Saved data entries
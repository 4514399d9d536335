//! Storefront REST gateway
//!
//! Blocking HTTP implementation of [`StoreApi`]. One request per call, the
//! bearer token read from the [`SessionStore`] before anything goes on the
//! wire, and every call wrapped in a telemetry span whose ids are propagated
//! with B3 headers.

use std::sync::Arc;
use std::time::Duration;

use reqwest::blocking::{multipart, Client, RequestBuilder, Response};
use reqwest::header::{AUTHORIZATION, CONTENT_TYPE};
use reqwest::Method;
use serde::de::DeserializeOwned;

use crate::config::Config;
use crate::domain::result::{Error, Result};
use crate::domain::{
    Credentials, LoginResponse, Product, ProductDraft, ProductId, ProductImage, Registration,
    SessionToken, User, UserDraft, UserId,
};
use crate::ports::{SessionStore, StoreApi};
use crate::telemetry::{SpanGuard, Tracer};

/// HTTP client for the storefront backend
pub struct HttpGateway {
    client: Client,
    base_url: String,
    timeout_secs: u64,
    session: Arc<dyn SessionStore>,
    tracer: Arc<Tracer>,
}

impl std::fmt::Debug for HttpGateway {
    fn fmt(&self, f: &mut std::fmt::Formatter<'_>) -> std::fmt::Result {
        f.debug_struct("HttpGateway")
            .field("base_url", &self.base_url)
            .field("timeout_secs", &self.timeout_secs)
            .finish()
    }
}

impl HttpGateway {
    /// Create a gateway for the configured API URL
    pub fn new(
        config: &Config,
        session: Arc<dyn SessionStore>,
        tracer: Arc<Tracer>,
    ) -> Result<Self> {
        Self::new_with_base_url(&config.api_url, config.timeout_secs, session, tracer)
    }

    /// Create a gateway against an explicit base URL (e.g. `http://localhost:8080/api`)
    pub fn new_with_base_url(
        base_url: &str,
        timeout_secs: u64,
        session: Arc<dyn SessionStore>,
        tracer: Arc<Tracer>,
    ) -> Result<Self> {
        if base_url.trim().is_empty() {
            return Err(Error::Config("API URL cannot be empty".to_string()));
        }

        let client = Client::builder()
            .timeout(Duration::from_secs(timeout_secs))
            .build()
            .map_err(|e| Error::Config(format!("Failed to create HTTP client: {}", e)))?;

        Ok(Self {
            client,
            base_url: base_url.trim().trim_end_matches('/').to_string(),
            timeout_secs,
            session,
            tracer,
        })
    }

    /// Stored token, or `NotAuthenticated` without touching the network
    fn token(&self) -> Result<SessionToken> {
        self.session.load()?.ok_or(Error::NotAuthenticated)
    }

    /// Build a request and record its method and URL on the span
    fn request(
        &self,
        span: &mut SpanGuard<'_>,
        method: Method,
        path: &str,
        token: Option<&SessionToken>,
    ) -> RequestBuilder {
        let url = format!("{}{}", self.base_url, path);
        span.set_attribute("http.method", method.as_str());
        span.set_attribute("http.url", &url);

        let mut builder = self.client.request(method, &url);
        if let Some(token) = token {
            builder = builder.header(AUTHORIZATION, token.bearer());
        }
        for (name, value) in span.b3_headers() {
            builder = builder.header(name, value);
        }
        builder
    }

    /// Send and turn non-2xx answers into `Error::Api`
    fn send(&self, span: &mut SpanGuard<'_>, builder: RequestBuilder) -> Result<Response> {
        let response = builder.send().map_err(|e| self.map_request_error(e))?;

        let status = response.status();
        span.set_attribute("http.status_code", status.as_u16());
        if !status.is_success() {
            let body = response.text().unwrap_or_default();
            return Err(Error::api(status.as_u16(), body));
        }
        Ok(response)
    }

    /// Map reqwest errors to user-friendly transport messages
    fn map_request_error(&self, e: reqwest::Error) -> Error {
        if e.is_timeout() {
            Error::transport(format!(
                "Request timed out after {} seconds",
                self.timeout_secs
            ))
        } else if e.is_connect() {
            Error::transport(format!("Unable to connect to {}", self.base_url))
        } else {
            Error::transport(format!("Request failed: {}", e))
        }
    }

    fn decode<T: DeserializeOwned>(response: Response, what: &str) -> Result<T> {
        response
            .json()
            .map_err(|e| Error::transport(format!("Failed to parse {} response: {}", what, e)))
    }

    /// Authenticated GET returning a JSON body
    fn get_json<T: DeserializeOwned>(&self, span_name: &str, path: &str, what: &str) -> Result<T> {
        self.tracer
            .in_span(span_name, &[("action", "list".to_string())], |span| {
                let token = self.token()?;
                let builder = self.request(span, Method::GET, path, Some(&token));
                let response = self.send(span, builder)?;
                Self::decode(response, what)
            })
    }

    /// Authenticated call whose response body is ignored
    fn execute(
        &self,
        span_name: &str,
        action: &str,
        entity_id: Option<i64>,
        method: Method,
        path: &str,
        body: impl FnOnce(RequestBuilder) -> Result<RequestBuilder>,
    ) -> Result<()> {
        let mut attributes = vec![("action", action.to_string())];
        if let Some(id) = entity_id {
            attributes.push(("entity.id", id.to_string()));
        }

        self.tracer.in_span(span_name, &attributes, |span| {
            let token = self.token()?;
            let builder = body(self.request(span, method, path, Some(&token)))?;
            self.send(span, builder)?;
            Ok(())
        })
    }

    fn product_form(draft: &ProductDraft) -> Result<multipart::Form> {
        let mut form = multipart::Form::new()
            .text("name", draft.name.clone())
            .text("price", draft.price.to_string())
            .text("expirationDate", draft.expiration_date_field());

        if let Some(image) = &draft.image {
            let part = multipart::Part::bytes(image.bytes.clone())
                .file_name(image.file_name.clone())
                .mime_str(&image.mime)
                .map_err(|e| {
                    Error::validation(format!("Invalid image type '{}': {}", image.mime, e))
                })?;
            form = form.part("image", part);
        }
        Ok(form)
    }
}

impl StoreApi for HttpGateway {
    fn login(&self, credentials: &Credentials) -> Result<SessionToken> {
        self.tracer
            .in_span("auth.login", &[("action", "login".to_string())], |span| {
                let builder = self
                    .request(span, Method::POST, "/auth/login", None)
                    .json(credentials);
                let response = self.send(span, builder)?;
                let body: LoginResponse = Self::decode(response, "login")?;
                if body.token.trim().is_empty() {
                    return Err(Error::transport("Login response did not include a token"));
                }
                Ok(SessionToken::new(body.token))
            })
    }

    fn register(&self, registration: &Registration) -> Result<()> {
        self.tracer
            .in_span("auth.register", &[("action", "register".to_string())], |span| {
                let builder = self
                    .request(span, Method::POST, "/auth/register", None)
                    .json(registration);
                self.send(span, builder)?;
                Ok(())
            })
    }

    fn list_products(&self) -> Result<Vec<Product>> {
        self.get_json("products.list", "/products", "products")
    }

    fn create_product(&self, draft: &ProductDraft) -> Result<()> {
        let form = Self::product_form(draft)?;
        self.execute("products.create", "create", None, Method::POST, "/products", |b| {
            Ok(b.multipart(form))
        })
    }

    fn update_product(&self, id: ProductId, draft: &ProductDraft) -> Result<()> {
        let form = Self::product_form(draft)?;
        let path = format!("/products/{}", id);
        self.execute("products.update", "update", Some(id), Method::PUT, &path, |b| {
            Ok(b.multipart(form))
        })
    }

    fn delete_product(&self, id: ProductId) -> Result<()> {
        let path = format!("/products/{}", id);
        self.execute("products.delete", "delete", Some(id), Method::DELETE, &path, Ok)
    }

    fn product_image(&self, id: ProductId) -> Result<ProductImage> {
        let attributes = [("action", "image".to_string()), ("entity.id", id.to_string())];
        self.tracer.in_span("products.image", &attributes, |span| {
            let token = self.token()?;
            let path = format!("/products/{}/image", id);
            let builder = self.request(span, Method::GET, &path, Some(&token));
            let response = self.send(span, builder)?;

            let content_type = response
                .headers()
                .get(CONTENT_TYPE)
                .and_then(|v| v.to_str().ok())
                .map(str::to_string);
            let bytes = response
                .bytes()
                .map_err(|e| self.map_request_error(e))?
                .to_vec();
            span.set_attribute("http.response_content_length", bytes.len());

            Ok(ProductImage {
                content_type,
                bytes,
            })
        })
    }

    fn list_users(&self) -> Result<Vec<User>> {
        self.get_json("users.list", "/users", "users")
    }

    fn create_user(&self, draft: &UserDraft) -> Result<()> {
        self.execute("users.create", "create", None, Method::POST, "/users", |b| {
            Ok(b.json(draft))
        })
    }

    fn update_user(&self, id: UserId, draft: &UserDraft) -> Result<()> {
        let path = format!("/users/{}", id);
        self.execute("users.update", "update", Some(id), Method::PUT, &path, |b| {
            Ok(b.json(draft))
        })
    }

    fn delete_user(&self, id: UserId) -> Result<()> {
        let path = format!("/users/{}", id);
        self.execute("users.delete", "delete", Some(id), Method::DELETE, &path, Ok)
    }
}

◆ **BRIEF**
A copy of each line in the data above that holds the string "HttpGateway" is needed.

◆ **THE ANSWER**
pub struct HttpGateway {
impl std::fmt::Debug for HttpGateway {
        f.debug_struct("HttpGateway")
impl HttpGateway {
impl StoreApi for HttpGateway {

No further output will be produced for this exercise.